We are looking in at an apparently quiet scene where the maid delivers a letter to her mistress, but in fact the painting is a boiling emotional turmoil: the mistress is in love with one who is not her husband, and the maid knows all about it. The two are exchanging glances even before the letter is opened: each knows that it is the sender, not the contents, which is significant. Vermeer exploited this theme elsewhere, in Lady Writing a Letter with her Maid, and Mistress and Maid. The curtain and the containing walls make us feel like spies, watching a private moment.
On the floor next to the mistress is a laundry basket and some embroidery work, and in the doorway is a broom, representing her neglected wifely duties. Instead, the mistress has been playing music, a symbol for thoughts of love. Behind her is a painting of boats moving fast before a wind, with an open sky in view, representing her state of mind; next to her is a fireplace, symbolizing the passion of love, and painted thereon is a lion rampant -- her lover, the letter writer.
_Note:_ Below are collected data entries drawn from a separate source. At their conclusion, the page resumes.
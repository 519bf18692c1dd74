//! Access-scope evaluation.
//!
//! A scope descriptor controls which systems and talkgroups a listener,
//! API key, or downstream relay may see. Three descriptor shapes exist
//! in configuration: the wildcard `"*"`, the legacy flat system-id list
//! (where an *empty* list means unrestricted), and the structured
//! per-system form with optional talkgroup lists. The shape is resolved
//! once at deserialisation into [`AccessScope`]; every access check in
//! the repository goes through this one evaluator so the scope rules
//! cannot drift between code paths.

use serde::{Deserialize, Serialize};

use crate::error::Error;

/// Resolved access scope for one recipient.
#[derive(Debug, Clone, PartialEq, Eq, Serialize, Deserialize)]
#[serde(try_from = "AccessScopeRaw", into = "AccessScopeRaw")]
pub enum AccessScope {
    /// Wildcard, or the legacy empty list: everything is visible.
    Unrestricted,
    /// Legacy flat list of visible system references (non-empty).
    Systems(Vec<u32>),
    /// Structured per-system entries; first match on the system wins,
    /// no match anywhere is a deny.
    Scoped(Vec<SystemScope>),
}

/// One structured scope entry.
#[derive(Debug, Clone, PartialEq, Eq)]
pub struct SystemScope {
    pub system_ref: u32,
    pub talkgroups: TalkgroupScope,
}

/// Talkgroup visibility within one scoped system.
#[derive(Debug, Clone, PartialEq, Eq)]
pub enum TalkgroupScope {
    /// `"*"` or an absent `talkgroups` key: the whole system.
    All,
    /// Only the listed talkgroup references.
    List(Vec<u32>),
}

impl AccessScope {
    /// Whether any part of the given system is visible.
    pub fn has_access(&self, system_ref: u32) -> bool {
        match self {
            Self::Unrestricted => true,
            Self::Systems(ids) => ids.contains(&system_ref),
            Self::Scoped(entries) => entries.iter().any(|e| e.system_ref == system_ref),
        }
    }

    /// Whether the given system/talkgroup pair is visible.
    pub fn has_talkgroup_access(&self, system_ref: u32, talkgroup_ref: u32) -> bool {
        match self {
            Self::Unrestricted => true,
            Self::Systems(ids) => ids.contains(&system_ref),
            Self::Scoped(entries) => entries
                .iter()
                .find(|e| e.system_ref == system_ref)
                .is_some_and(|e| match &e.talkgroups {
                    TalkgroupScope::All => true,
                    TalkgroupScope::List(tgs) => tgs.contains(&talkgroup_ref),
                }),
        }
    }
}

impl Default for AccessScope {
    fn default() -> Self {
        Self::Unrestricted
    }
}

// ---------------------------------------------------------------------------
// Raw serde shapes; the union is resolved here exactly once.
// ---------------------------------------------------------------------------

#[derive(Clone, Serialize, Deserialize)]
#[serde(untagged)]
enum AccessScopeRaw {
    Wildcard(String),
    Legacy(Vec<u32>),
    Scoped(Vec<SystemScopeRaw>),
}

#[derive(Clone, Serialize, Deserialize)]
struct SystemScopeRaw {
    id: u32,
    #[serde(default, skip_serializing_if = "Option::is_none")]
    talkgroups: Option<TalkgroupScopeRaw>,
}

#[derive(Clone, Serialize, Deserialize)]
#[serde(untagged)]
enum TalkgroupScopeRaw {
    Wildcard(String),
    List(Vec<u32>),
}

impl TryFrom<AccessScopeRaw> for AccessScope {
    type Error = Error;

    fn try_from(raw: AccessScopeRaw) -> Result<Self, Error> {
        match raw {
            AccessScopeRaw::Wildcard(s) => {
                if s == "*" {
                    Ok(Self::Unrestricted)
                } else {
                    Err(Error::AccessScope(format!("unknown scope string {s:?}")))
                }
            }
            AccessScopeRaw::Legacy(ids) => {
                if ids.is_empty() {
                    // Legacy convention: empty list means "all systems".
                    Ok(Self::Unrestricted)
                } else {
                    Ok(Self::Systems(ids))
                }
            }
            AccessScopeRaw::Scoped(entries) => {
                let entries = entries
                    .into_iter()
                    .map(|e| {
                        let talkgroups = match e.talkgroups {
                            None => TalkgroupScope::All,
                            Some(TalkgroupScopeRaw::Wildcard(s)) if s == "*" => TalkgroupScope::All,
                            Some(TalkgroupScopeRaw::Wildcard(s)) => {
                                return Err(Error::AccessScope(format!(
                                    "unknown talkgroup scope string {s:?}"
                                )));
                            }
                            Some(TalkgroupScopeRaw::List(tgs)) => TalkgroupScope::List(tgs),
                        };
                        Ok(SystemScope {
                            system_ref: e.id,
                            talkgroups,
                        })
                    })
                    .collect::<Result<Vec<_>, Error>>()?;
                Ok(Self::Scoped(entries))
            }
        }
    }
}

impl From<AccessScope> for AccessScopeRaw {
    fn from(scope: AccessScope) -> Self {
        match scope {
            AccessScope::Unrestricted => Self::Wildcard("*".to_string()),
            AccessScope::Systems(ids) => Self::Legacy(ids),
            AccessScope::Scoped(entries) => Self::Scoped(
                entries
                    .into_iter()
                    .map(|e| SystemScopeRaw {
                        id: e.system_ref,
                        talkgroups: match e.talkgroups {
                            TalkgroupScope::All => None,
                            TalkgroupScope::List(tgs) => Some(TalkgroupScopeRaw::List(tgs)),
                        },
                    })
                    .collect(),
            ),
        }
    }
}

#[cfg(test)]
#[allow(clippy::unwrap_used)]
mod tests {
    use super::*;

    fn parse(json: &str) -> AccessScope {
        serde_json::from_str(json).unwrap()
    }

    #[test]
    fn wildcard_allows_everything() {
        let scope = parse(r#""*""#);
        assert_eq!(scope, AccessScope::Unrestricted);
        assert!(scope.has_access(1));
        assert!(scope.has_talkgroup_access(42, 9999));
    }

    #[test]
    fn empty_legacy_list_means_unrestricted() {
        let scope = parse("[]");
        assert_eq!(scope, AccessScope::Unrestricted);
        assert!(scope.has_access(7));
    }

    #[test]
    fn legacy_list_matches_listed_systems_only() {
        let scope = parse("[5, 7]");
        assert!(scope.has_access(5));
        assert!(scope.has_access(7));
        assert!(!scope.has_access(9));
        // Legacy lists carry no talkgroup granularity.
        assert!(scope.has_talkgroup_access(5, 12345));
        assert!(!scope.has_talkgroup_access(9, 12345));
    }

    #[test]
    fn scoped_wildcard_talkgroups() {
        let scope = parse(r#"[{"id": 5, "talkgroups": "*"}]"#);
        assert!(scope.has_access(5));
        assert!(scope.has_talkgroup_access(5, 101));
        assert!(scope.has_talkgroup_access(5, 202));
        assert!(!scope.has_access(7));
        assert!(!scope.has_talkgroup_access(7, 101));
    }

    #[test]
    fn scoped_missing_talkgroups_key_means_whole_system() {
        let scope = parse(r#"[{"id": 5}]"#);
        assert!(scope.has_talkgroup_access(5, 321));
    }

    #[test]
    fn scoped_talkgroup_list_restricts_within_system() {
        let scope = parse(r#"[{"id": 5, "talkgroups": [101, 102]}, {"id": 7}]"#);
        assert!(scope.has_talkgroup_access(5, 101));
        assert!(!scope.has_talkgroup_access(5, 103));
        assert!(scope.has_talkgroup_access(7, 555));
        assert!(!scope.has_talkgroup_access(8, 101));
    }

    #[test]
    fn first_matching_system_entry_wins() {
        let scope = parse(r#"[{"id": 5, "talkgroups": [101]}, {"id": 5, "talkgroups": "*"}]"#);
        assert!(scope.has_talkgroup_access(5, 101));
        assert!(!scope.has_talkgroup_access(5, 999));
    }

    #[test]
    fn unknown_scope_string_rejected() {
        assert!(serde_json::from_str::<AccessScope>(r#""all""#).is_err());
    }

    #[test]
    fn serializes_back_to_config_shape() {
        let scope = parse(r#"[{"id": 5, "talkgroups": [101]}]"#);
        let json = serde_json::to_string(&scope).unwrap();
        assert_eq!(parse(&json), scope);
    }
}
The composition is based on contrast between foreground and background, to concentrate our attention on the figures. The foreground is dark, softly painted, and somewhat indistinct, while the background is well-lit and precisely delineated. The map in the foreground is the same as in The Officer and Laughing Girl.
This later Vermeer shows an elegant, perhaps opulent interior, in comparison to the more sparse rooms of the earlier paintings. The mistress is dressed in the ermine-fringed yellow outfit in which so many of Vermeer's women are dressed.